(Stored data)
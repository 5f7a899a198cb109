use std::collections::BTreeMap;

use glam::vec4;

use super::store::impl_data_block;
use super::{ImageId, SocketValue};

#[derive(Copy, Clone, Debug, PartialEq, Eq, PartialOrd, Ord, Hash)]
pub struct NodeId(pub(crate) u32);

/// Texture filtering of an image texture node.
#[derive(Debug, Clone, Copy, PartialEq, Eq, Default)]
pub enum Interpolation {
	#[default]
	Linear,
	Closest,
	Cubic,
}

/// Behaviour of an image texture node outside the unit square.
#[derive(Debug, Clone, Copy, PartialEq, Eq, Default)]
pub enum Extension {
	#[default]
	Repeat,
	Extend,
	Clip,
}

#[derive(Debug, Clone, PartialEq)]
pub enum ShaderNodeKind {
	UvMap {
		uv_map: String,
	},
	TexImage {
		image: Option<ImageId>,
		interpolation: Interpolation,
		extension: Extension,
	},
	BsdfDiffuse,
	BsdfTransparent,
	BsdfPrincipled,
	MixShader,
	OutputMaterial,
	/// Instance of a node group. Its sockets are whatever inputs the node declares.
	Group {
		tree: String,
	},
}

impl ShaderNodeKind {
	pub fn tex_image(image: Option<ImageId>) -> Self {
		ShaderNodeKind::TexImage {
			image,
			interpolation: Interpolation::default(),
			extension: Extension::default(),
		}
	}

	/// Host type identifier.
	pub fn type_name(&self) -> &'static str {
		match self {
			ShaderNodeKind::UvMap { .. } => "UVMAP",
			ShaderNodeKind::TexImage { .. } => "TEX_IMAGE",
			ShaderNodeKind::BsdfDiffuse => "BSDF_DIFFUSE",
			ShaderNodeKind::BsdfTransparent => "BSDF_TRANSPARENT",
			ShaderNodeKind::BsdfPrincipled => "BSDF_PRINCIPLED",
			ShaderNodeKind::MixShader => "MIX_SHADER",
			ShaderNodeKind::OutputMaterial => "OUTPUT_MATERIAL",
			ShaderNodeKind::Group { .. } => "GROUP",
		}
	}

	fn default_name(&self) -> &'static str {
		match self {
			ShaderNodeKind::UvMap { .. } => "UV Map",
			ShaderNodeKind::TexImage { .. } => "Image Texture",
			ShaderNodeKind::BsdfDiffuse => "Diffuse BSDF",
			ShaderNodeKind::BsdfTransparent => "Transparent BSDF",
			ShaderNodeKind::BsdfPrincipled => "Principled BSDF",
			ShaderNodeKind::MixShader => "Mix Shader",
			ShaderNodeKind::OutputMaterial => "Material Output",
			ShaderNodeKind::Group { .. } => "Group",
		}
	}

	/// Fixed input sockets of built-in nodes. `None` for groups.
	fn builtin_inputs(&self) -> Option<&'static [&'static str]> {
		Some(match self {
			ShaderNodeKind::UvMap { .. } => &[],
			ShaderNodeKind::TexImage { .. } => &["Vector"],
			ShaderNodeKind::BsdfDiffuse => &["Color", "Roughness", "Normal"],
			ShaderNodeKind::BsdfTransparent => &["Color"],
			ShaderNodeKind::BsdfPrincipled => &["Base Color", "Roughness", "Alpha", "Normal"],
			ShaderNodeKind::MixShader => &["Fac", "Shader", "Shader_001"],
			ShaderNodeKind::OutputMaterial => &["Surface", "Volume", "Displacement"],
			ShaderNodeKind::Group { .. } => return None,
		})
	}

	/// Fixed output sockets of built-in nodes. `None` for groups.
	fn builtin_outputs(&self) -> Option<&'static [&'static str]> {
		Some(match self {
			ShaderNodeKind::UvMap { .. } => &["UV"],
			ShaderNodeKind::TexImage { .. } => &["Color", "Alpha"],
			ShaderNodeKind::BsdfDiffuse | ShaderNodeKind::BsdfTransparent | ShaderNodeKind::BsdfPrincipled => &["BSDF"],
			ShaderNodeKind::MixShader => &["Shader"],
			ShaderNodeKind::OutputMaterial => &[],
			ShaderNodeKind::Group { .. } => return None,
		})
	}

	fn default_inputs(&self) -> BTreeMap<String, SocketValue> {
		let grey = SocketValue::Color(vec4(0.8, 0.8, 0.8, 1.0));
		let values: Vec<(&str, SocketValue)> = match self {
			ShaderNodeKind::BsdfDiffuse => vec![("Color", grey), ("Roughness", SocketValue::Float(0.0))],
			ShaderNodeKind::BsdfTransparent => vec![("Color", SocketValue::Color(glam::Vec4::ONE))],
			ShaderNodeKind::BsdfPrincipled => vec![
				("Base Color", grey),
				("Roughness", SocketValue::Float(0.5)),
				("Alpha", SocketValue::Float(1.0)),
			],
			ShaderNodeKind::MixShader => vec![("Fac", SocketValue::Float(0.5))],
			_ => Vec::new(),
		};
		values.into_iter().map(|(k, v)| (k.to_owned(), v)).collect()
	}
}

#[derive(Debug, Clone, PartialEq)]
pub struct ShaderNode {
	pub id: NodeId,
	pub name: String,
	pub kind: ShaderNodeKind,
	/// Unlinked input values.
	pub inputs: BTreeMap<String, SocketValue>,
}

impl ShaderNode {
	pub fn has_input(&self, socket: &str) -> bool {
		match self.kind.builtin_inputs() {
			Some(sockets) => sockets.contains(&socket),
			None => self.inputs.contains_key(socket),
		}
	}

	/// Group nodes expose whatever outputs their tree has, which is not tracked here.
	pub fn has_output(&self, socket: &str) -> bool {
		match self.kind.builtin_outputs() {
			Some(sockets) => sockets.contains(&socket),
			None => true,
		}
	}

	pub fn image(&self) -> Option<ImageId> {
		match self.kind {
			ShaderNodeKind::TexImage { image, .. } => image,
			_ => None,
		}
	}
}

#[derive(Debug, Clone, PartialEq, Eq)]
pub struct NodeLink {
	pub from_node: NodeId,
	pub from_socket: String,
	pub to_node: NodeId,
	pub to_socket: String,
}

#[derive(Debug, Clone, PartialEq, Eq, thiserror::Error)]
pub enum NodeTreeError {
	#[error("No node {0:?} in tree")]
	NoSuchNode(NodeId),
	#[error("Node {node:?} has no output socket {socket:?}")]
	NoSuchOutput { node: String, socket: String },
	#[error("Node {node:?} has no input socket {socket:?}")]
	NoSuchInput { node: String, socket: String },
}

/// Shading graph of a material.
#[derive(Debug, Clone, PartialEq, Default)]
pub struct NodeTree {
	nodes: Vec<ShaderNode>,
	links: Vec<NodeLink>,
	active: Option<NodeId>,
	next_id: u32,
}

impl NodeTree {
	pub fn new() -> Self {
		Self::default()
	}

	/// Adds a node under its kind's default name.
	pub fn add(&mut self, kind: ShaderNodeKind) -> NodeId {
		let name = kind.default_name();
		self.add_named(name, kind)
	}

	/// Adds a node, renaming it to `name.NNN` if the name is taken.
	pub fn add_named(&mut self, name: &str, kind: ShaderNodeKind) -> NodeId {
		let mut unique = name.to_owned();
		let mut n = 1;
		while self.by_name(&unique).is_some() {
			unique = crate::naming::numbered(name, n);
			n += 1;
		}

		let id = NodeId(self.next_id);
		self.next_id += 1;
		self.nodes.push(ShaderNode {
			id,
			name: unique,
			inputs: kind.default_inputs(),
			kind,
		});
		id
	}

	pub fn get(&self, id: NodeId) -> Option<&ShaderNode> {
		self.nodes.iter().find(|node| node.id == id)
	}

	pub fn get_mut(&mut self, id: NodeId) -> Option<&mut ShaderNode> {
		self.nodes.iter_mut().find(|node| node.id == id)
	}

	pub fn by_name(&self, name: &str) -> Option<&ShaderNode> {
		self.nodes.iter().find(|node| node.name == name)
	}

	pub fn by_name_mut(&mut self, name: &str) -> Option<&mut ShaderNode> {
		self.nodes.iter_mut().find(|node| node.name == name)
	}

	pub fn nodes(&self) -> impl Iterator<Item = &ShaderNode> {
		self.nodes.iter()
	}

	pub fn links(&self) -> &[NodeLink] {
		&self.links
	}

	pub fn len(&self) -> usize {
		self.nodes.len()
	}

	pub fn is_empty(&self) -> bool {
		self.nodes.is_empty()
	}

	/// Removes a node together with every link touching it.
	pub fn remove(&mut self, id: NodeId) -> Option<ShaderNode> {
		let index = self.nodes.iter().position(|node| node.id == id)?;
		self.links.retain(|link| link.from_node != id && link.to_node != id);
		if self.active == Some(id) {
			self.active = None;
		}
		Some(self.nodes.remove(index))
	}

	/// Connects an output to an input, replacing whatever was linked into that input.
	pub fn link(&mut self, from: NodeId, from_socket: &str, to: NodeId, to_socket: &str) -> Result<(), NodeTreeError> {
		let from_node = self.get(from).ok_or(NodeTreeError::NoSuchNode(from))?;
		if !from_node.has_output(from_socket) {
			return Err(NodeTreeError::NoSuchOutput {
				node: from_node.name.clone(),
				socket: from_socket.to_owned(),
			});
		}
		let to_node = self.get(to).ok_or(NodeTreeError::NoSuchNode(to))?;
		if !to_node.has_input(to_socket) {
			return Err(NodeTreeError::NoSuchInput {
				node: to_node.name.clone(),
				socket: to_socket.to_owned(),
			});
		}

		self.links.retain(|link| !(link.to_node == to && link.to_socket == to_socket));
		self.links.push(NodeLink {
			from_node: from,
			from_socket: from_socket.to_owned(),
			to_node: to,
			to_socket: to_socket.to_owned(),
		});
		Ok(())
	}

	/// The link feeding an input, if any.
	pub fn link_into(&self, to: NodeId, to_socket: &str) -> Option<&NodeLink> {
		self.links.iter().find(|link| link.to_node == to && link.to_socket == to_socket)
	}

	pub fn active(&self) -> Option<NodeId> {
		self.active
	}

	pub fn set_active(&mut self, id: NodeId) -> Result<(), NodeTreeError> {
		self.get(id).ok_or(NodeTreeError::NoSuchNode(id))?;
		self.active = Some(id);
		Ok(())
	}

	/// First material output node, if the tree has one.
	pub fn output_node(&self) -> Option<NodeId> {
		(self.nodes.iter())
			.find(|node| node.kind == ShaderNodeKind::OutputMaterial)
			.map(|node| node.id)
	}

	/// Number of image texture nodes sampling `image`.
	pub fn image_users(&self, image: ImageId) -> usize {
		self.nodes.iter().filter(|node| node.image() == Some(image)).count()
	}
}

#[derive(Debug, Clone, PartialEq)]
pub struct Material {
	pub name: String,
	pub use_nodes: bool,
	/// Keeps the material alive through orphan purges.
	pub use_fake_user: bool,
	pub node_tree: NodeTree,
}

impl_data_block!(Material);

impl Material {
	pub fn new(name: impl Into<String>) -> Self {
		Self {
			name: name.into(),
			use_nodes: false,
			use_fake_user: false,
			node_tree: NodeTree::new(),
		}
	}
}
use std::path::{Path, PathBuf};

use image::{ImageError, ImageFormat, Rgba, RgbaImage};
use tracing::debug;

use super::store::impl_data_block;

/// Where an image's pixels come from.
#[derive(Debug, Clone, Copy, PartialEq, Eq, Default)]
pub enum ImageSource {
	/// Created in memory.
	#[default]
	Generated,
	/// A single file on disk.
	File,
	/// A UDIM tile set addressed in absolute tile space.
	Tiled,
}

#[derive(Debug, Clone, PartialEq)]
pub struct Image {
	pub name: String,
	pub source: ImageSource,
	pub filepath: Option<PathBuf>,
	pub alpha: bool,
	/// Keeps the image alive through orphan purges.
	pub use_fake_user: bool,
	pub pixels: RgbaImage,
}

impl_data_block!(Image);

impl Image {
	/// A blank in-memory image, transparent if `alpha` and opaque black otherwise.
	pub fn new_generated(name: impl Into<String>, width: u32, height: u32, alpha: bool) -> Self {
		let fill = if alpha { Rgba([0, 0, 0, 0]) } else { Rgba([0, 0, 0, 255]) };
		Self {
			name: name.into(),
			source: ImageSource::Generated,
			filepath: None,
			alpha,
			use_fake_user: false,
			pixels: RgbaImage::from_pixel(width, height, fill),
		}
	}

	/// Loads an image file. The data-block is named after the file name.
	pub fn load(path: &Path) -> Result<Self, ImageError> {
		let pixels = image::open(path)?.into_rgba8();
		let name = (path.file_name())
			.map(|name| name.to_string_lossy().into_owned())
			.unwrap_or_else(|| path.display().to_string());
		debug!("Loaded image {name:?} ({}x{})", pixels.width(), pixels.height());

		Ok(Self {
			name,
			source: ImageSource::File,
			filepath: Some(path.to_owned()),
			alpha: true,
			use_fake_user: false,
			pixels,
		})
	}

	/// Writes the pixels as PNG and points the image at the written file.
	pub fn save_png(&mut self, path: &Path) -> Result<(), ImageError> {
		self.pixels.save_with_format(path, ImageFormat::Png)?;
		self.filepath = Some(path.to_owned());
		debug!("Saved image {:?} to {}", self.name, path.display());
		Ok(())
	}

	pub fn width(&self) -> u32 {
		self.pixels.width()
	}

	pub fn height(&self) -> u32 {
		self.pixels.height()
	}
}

# Work to be completed:
Using the entries above, copy out all lines that contain the string "sockets".

# Exercise result:
	/// Instance of a node group. Its sockets are whatever inputs the node declares.
	/// Fixed input sockets of built-in nodes. `None` for groups.
	/// Fixed output sockets of built-in nodes. `None` for groups.
			Some(sockets) => sockets.contains(&socket),
			Some(sockets) => sockets.contains(&socket),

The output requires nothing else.